Bicycle, Novartis Ink Oncology Deal vale até US $ 1,7 bilhão

Na foto: logotipo da Novartis no prédio/Harold Cunningham/Getty Images

A Bicycle Therapeutics e a Novartis anunciaram na terça-feira que assinaram um acordo no valor de até US$ 1,7 bilhão para descobrir e desenvolver várias terapias direcionadas de radioligantes em oncologia.

A dupla usará a tecnologia de peptídeo bicíclico (Bicycle) proprietária da Bicycle para desenvolver o que chama de radioconjugados Bicycle (BRCs) para múltiplos alvos oncológicos. Depois que os BRCs forem desenvolvidos, a Novartis assumirá o controle e cuidará deles durante a fabricação e comercialização.

Sob os termos do acordo, a Novartis financiará todas as atividades de comercialização e desenvolvimento pré-clínico e clínico e pagará à Bicycle US$ 50 milhões antecipadamente. A Bicycle será então elegível para pagamentos de marcos no valor de até US$ 1,7 bilhão e royalties escalonados sobre medicamentos à base de Bicycle que a Novartis comercializa.

As empresas não especificaram em quais alvos de oncologia se concentrarão ao desenvolver os BRCs.

Kevin Lee, Ph.D., CEO da Bicycle, disse em um comunicado que as propriedades das bicicletas as tornam ideais para o desenvolvimento de tratamentos radiofarmacêuticos contra o câncer.

As bicicletas são uma nova classe de moléculas projetadas para tratar tumores enquanto reduzem a exposição a tecidos saudáveis. Eles são peptídeos curtos sintéticos limitados por andaimes de moléculas pequenas, criando dois loops destinados a tornar sua estrutura mais estável.

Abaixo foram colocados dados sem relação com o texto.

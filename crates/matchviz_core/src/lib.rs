//! # matchviz_core - Ball Reconstruction and Streaming Match Stats
//!
//! Core of a frame-by-frame 2D football match viewer driven by an event log.
//!
//! ## Features
//! - Dense per-event ball position estimates from sparse fixes (touches,
//!   out-of-play and goal locations), rebuilt independently per scene
//! - Running distance, touch and score statistics updated once per event
//! - Typed dataset model with structural validation and a JSON schema
//! - Playback driver that feeds frames to a pluggable sink
//!
//! Drawing is left to the [`playback::FrameSink`] implementation.

// Doc formatting lints - purely cosmetic
#![allow(clippy::doc_lazy_continuation)]
// NaN-rejecting comparisons are written as negated `<`/`<=` on purpose
#![allow(clippy::neg_cmp_op_on_partial_ord)]

pub mod ball;
pub mod config;
pub mod dataset;
pub mod display;
pub mod error;
pub mod geometry;
pub mod playback;
pub mod stats;

pub use ball::{estimate, reconstruct, BallPositionMap};
pub use config::VizConfig;
pub use dataset::{Event, EventKind, MatchDataset};
pub use error::{DatasetError, PlaybackError, ReconstructError, Result, StatsError};
pub use geometry::{GridPoint, Point};
pub use playback::{FrameSink, FrameView, Playback, PlaybackOutcome, PlaybackSummary};
pub use stats::{RunningStats, ScoreStats, StreamingStats, TouchStats};

// Version information
pub const VERSION: &str = env!("CARGO_PKG_VERSION");
//! # Dataset
//!
//! Typed model of a match log, JSON loading and structural validation.
//!
//! - `event` - event records and the anchor/non-anchor classification
//! - `model` - teams, sides, units and the dataset root
//! - `loader` - parsing, validation, period grouping, JSON schema
//! - `roster` - player -> team lookup

pub mod event;
pub mod loader;
pub mod model;
pub mod roster;

pub use event::*;
pub use loader::*;
pub use model::*;
pub use roster::*;
//! Dataset loading and structural validation.

use super::event::Event;
use super::model::{MatchDataset, Scene, DATASET_VERSION};
use crate::error::DatasetError;
use std::fs;
use std::path::Path;

impl MatchDataset {
    /// Parse and validate a dataset from JSON text.
    pub fn from_json_str(json: &str) -> Result<Self, DatasetError> {
        let dataset: MatchDataset = serde_json::from_str(json)?;
        dataset.validate()?;
        log::info!(
            "Loaded dataset: {} vs {}, {} periods, {} events @ {} fps",
            dataset.teams.home.name,
            dataset.teams.away.name,
            dataset.periods.len(),
            dataset.event_count(),
            dataset.fps
        );
        Ok(dataset)
    }

    /// Read, parse and validate a dataset file.
    pub fn load<P: AsRef<Path>>(path: P) -> Result<Self, DatasetError> {
        let data = fs::read_to_string(path)?;
        Self::from_json_str(&data)
    }

    pub fn validate(&self) -> Result<(), DatasetError> {
        if self.version != DATASET_VERSION {
            return Err(DatasetError::UnsupportedVersion {
                expected: DATASET_VERSION,
                found: self.version,
            });
        }
        if self.periods.len() < 2 {
            return Err(DatasetError::TooFewPeriods(self.periods.len()));
        }
        for (i, period) in self.periods.iter().enumerate() {
            if period.iter().all(|scene| scene.is_empty()) {
                return Err(DatasetError::EmptyPeriod(i));
            }
        }
        for (period, _, scene) in self.scenes() {
            if let Some(event) = scene.iter().find(|e| e.period != period) {
                return Err(DatasetError::PeriodMismatch {
                    expected: period,
                    found: event.period,
                    time: event.time,
                });
            }
        }
        if !(self.fps.is_finite() && self.fps > 0.0) {
            return Err(DatasetError::InvalidFps(self.fps));
        }
        for team in self.teams.iter() {
            if team.sides.len() < self.periods.len() {
                return Err(DatasetError::MissingSides {
                    team: team.name.clone(),
                    expected: self.periods.len(),
                    found: team.sides.len(),
                });
            }
        }
        Ok(())
    }

    /// Every scene in dataset order as `(period, scene_index, scene)`.
    pub fn scenes(&self) -> impl Iterator<Item = (usize, usize, &Scene)> {
        self.periods
            .iter()
            .enumerate()
            .flat_map(|(p, scenes)| scenes.iter().enumerate().map(move |(s, scene)| (p, s, scene)))
    }

    pub fn event_count(&self) -> usize {
        self.scenes().map(|(_, _, scene)| scene.len()).sum()
    }
}

/// Regroup a flat, period-ordered event list into periods.
///
/// Requires at least two periods and no gap in period numbering.
pub fn events_by_period(events: Vec<Event>) -> Result<Vec<Vec<Event>>, DatasetError> {
    let mut periods: Vec<Vec<Event>> = Vec::new();
    for event in events {
        let period = event.period;
        if period >= periods.len() {
            periods.resize_with(period + 1, Vec::new);
        }
        periods[period].push(event);
    }
    if periods.len() < 2 {
        return Err(DatasetError::TooFewPeriods(periods.len()));
    }
    if let Some(i) = periods.iter().position(|p| p.is_empty()) {
        return Err(DatasetError::EmptyPeriod(i));
    }
    Ok(periods)
}

/// JSON schema of the dataset wire format.
pub fn dataset_schema_json() -> Result<String, serde_json::Error> {
    let schema = schemars::schema_for!(MatchDataset);
    serde_json::to_string_pretty(&schema)
}
/// Conversion and text builtins.
///
/// `str`, `repr`, `int`, `upper`, `lower`, `strip` and `assert`.
pub mod builtin;
/// Builtins working on sequences: `len`, `join` and `range`.
pub mod sequence;
/// The `print` function implementation.
///
/// Outputs a value to the standard output.
pub mod print;
/// Builtins that reach into the template runtime: `load` and `decorate`.
pub mod template;

pub mod core;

Esta é uma das várias parcerias que a Bicycle assinou recentemente.

Em 15 de março, anunciou um acordo de pesquisa com a Owlstone Medical para utilizar peptídeos bicíclicos ligados às sondas de compostos orgânicos voláteis exógenos (EVOC) da Owlstone para desenvolver sondas de diagnóstico direcionadas ao antígeno.

E em julho, a Bicycle anunciou a expansão de um acordo de imuno-oncologia feito anteriormente com a Genentech da Roche. A Genentech exerceu seu contrato de segunda opção para lançar um novo programa com a Bicycle, gerando um pagamento inicial de US$ 10 milhões para a biotecnologia.

Novartis preenche lacunas no oleoduto

A Novartis está ocupada desde o início do ano, fechando várias parcerias para implementar uma “nova estratégia com foco em um número limitado de áreas terapêuticas”, afirmou a empresa em 17 de fevereiro. Arquivamento na SEC.

Esse arquivamento da SEC detalhou a decisão da Novartis de rescindir um acordo com a Pliant Therapeutics que havia firmado para obter acesso ao inibidor de pequena molécula αvß1 da biotecnologia para esteato-hepatite não alcoólica (NASH).

Um mês depois, a Novartis descontinuou outra parceria, desta vez com a Sangamo Therapeutics. A parceria foi originalmente criada para estudar terapias de regulação genética em neurologia.

A Novartis não perdeu tempo preenchendo esses buracos em seu pipeline. Em 8 de março, a empresa anunciou planos para expandir um acordo anteriormente assinado com a Voyager Therapeutics, exercendo sua opção para utilizar os capsídeos da Voyager contra dois alvos de doenças neurológicas não revelados. Isso seguiu um negócio de 22 de fevereiro com a Dawn Health para desenvolver uma plataforma para monitorar remotamente pacientes com doenças crônicas.